*What you have to do*: Out of the lines below, please list those that hold the string "rename".

*Available data*:
########
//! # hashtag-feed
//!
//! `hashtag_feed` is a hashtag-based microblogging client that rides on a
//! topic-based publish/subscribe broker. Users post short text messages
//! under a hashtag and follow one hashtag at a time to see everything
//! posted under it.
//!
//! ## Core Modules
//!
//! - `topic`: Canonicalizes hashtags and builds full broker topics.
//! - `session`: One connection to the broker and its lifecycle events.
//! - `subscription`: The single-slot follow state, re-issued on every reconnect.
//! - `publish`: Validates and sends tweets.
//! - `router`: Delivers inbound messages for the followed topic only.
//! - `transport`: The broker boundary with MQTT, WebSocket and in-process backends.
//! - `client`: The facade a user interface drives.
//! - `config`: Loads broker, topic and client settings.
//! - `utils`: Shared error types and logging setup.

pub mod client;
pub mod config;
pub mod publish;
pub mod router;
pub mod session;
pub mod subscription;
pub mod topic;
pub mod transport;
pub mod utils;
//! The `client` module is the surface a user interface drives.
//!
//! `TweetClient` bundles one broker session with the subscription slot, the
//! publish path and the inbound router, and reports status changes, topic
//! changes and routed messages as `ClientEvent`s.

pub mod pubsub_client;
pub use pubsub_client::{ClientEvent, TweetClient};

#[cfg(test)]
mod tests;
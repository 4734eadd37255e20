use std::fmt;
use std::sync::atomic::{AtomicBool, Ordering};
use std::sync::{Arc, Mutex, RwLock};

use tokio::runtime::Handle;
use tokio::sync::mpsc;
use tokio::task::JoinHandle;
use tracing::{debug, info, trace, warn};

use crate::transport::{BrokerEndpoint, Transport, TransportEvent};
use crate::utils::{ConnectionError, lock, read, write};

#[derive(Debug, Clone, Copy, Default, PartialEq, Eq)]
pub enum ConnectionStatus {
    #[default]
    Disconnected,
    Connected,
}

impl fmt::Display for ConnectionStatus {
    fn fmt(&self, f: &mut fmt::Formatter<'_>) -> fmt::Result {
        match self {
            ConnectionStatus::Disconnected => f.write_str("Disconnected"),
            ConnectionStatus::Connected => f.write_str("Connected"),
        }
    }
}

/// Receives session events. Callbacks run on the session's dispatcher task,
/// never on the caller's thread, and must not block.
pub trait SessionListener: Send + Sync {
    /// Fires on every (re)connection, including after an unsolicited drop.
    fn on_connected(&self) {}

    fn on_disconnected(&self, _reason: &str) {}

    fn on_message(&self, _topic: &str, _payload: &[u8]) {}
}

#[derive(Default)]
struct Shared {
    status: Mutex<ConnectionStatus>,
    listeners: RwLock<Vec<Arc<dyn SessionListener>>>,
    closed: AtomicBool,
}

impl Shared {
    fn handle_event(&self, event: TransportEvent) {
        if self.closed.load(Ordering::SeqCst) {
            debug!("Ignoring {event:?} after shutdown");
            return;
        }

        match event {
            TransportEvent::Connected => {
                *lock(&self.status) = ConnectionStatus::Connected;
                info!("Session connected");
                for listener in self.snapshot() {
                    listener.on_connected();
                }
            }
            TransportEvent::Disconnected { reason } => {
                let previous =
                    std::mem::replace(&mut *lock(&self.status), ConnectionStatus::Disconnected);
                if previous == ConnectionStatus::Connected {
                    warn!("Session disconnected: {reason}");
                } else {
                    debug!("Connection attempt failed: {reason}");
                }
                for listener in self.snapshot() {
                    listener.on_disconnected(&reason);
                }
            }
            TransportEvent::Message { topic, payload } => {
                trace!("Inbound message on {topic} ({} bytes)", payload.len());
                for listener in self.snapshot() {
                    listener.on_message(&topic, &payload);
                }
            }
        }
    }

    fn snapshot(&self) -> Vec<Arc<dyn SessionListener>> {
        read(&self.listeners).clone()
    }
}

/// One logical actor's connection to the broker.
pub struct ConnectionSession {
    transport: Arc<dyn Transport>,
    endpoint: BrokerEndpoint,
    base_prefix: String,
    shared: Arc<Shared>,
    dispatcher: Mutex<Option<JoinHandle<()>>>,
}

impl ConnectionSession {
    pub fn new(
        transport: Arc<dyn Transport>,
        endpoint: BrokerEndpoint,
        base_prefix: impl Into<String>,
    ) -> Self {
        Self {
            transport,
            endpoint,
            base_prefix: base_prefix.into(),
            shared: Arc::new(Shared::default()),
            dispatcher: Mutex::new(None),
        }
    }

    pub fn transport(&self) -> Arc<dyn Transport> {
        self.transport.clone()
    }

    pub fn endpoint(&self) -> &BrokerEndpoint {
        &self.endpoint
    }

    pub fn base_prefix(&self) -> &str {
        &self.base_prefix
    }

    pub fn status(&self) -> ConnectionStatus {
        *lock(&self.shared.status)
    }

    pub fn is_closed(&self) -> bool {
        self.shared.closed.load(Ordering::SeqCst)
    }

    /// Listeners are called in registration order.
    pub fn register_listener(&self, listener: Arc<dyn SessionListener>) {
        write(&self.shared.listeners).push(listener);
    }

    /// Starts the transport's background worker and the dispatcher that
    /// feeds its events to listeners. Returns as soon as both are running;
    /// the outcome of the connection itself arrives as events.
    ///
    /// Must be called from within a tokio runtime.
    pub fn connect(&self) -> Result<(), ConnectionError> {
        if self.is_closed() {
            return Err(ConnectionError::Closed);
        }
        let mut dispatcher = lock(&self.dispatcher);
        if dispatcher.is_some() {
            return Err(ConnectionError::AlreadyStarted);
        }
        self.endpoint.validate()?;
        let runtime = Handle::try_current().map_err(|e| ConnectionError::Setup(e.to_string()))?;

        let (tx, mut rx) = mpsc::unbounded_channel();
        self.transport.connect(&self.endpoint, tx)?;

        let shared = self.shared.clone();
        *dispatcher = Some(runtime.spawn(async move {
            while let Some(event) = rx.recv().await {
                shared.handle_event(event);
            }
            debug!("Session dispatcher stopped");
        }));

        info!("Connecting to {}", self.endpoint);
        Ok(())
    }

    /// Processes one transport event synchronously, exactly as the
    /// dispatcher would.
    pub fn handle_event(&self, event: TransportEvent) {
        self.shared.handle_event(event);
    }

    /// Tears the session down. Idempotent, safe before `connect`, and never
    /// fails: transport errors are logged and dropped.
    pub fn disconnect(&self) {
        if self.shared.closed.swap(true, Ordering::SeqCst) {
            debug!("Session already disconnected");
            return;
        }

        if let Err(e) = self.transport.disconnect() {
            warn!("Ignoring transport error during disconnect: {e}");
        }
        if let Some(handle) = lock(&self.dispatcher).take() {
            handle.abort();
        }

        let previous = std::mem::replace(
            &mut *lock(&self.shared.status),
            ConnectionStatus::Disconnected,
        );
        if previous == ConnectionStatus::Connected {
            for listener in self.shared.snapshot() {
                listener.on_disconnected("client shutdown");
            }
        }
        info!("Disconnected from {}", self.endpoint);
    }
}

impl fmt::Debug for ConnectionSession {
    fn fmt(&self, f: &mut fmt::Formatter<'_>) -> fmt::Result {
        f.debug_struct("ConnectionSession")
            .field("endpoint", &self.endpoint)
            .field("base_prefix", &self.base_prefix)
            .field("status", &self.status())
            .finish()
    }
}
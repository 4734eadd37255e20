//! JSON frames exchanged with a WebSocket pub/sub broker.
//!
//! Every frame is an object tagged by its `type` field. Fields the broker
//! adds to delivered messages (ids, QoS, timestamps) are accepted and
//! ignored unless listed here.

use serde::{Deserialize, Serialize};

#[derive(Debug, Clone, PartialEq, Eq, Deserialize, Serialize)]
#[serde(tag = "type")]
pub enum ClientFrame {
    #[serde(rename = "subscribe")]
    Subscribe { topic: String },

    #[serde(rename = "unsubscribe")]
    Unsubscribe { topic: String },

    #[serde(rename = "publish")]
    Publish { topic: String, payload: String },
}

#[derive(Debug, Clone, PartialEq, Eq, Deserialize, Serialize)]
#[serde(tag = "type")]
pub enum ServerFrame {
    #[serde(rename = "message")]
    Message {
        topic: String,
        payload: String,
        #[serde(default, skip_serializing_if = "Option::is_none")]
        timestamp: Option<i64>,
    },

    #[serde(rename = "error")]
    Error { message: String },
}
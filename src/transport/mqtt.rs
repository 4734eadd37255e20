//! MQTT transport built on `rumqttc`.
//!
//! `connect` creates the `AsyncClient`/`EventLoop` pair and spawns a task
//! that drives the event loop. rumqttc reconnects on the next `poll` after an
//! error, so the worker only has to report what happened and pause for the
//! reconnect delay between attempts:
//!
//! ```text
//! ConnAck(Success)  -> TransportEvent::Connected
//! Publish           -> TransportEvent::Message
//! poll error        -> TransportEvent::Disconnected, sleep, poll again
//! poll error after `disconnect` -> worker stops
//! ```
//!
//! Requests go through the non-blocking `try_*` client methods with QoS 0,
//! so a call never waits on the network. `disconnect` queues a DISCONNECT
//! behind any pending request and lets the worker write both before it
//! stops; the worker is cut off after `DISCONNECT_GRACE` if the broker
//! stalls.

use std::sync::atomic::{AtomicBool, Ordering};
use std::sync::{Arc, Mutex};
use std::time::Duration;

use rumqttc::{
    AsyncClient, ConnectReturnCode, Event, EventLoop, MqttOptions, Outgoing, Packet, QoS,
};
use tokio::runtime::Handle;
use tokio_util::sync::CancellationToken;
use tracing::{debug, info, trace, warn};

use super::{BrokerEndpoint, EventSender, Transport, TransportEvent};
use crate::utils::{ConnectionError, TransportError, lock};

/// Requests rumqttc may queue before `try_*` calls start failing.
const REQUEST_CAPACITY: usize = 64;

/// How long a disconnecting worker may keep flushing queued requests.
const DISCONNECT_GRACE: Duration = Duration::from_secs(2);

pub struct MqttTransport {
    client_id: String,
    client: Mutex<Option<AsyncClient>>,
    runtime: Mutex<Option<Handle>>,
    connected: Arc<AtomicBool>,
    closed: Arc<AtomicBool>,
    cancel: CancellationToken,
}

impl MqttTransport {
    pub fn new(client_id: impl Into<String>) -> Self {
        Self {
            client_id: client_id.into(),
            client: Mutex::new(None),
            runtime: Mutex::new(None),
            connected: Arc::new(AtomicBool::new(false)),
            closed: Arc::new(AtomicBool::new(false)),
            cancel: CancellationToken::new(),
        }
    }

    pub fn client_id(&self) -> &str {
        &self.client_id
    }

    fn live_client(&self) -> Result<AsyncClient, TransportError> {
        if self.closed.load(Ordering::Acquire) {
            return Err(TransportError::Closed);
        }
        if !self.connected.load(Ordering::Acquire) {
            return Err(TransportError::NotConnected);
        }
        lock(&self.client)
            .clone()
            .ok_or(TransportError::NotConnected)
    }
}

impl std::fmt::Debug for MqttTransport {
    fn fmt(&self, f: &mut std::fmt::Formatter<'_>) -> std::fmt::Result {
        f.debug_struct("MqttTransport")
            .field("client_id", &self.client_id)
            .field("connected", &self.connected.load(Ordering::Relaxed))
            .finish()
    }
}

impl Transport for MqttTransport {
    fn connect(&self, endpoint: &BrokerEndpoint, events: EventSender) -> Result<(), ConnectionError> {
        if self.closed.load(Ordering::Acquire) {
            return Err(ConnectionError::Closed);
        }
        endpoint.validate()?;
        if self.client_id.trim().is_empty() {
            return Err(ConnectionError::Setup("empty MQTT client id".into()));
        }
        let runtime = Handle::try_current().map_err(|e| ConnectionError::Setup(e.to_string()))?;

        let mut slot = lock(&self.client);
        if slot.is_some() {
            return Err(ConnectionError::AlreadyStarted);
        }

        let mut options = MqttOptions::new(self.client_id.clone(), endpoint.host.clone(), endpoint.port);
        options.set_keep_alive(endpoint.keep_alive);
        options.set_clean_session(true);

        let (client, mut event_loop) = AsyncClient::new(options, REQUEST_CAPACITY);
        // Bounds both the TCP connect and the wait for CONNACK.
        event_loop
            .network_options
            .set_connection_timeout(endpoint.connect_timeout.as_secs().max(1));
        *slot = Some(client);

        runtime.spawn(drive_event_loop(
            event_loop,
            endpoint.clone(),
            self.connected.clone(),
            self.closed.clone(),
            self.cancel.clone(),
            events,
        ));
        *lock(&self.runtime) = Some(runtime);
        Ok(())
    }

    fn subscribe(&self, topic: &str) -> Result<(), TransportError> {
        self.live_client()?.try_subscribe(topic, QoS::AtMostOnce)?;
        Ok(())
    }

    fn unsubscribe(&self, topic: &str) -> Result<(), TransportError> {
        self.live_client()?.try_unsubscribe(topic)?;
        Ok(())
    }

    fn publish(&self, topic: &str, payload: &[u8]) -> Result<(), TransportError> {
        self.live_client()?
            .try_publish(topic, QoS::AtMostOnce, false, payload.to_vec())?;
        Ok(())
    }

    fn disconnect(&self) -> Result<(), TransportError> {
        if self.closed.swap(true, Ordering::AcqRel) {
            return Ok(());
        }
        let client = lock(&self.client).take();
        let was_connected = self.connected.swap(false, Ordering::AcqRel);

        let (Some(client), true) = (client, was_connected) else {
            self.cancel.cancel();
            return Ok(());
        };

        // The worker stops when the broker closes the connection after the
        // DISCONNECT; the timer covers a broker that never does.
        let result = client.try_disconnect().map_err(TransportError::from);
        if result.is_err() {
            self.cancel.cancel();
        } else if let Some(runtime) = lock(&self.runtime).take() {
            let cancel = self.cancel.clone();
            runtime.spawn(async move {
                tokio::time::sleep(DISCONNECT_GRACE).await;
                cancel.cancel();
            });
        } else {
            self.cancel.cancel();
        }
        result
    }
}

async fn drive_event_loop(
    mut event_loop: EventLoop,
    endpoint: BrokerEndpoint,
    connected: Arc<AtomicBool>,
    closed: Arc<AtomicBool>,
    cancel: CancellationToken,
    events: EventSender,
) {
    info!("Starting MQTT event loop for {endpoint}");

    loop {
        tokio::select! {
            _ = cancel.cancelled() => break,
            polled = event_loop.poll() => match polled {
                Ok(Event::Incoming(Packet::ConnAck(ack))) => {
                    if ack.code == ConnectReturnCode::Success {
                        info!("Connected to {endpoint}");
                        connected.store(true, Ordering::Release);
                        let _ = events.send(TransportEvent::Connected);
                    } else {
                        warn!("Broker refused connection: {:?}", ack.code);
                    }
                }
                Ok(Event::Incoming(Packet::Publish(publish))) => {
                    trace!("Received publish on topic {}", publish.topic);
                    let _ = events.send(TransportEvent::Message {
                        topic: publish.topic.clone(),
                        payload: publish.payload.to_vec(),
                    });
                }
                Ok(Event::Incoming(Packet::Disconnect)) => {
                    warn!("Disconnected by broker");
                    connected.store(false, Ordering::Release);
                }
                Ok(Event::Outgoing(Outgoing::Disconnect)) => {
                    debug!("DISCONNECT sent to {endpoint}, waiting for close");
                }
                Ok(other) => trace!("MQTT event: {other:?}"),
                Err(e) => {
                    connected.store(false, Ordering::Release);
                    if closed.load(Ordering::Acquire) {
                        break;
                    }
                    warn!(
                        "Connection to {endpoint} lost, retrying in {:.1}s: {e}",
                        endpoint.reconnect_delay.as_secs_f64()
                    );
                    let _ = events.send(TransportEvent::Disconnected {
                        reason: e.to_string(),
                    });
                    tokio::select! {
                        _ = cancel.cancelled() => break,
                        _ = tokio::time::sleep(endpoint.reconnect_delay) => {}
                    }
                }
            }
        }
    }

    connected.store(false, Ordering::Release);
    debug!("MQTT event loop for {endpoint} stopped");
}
########
*Answer to the problem*:
    #[serde(rename = "subscribe")]
    #[serde(rename = "unsubscribe")]
    #[serde(rename = "publish")]
    #[serde(rename = "message")]
    #[serde(rename = "error")]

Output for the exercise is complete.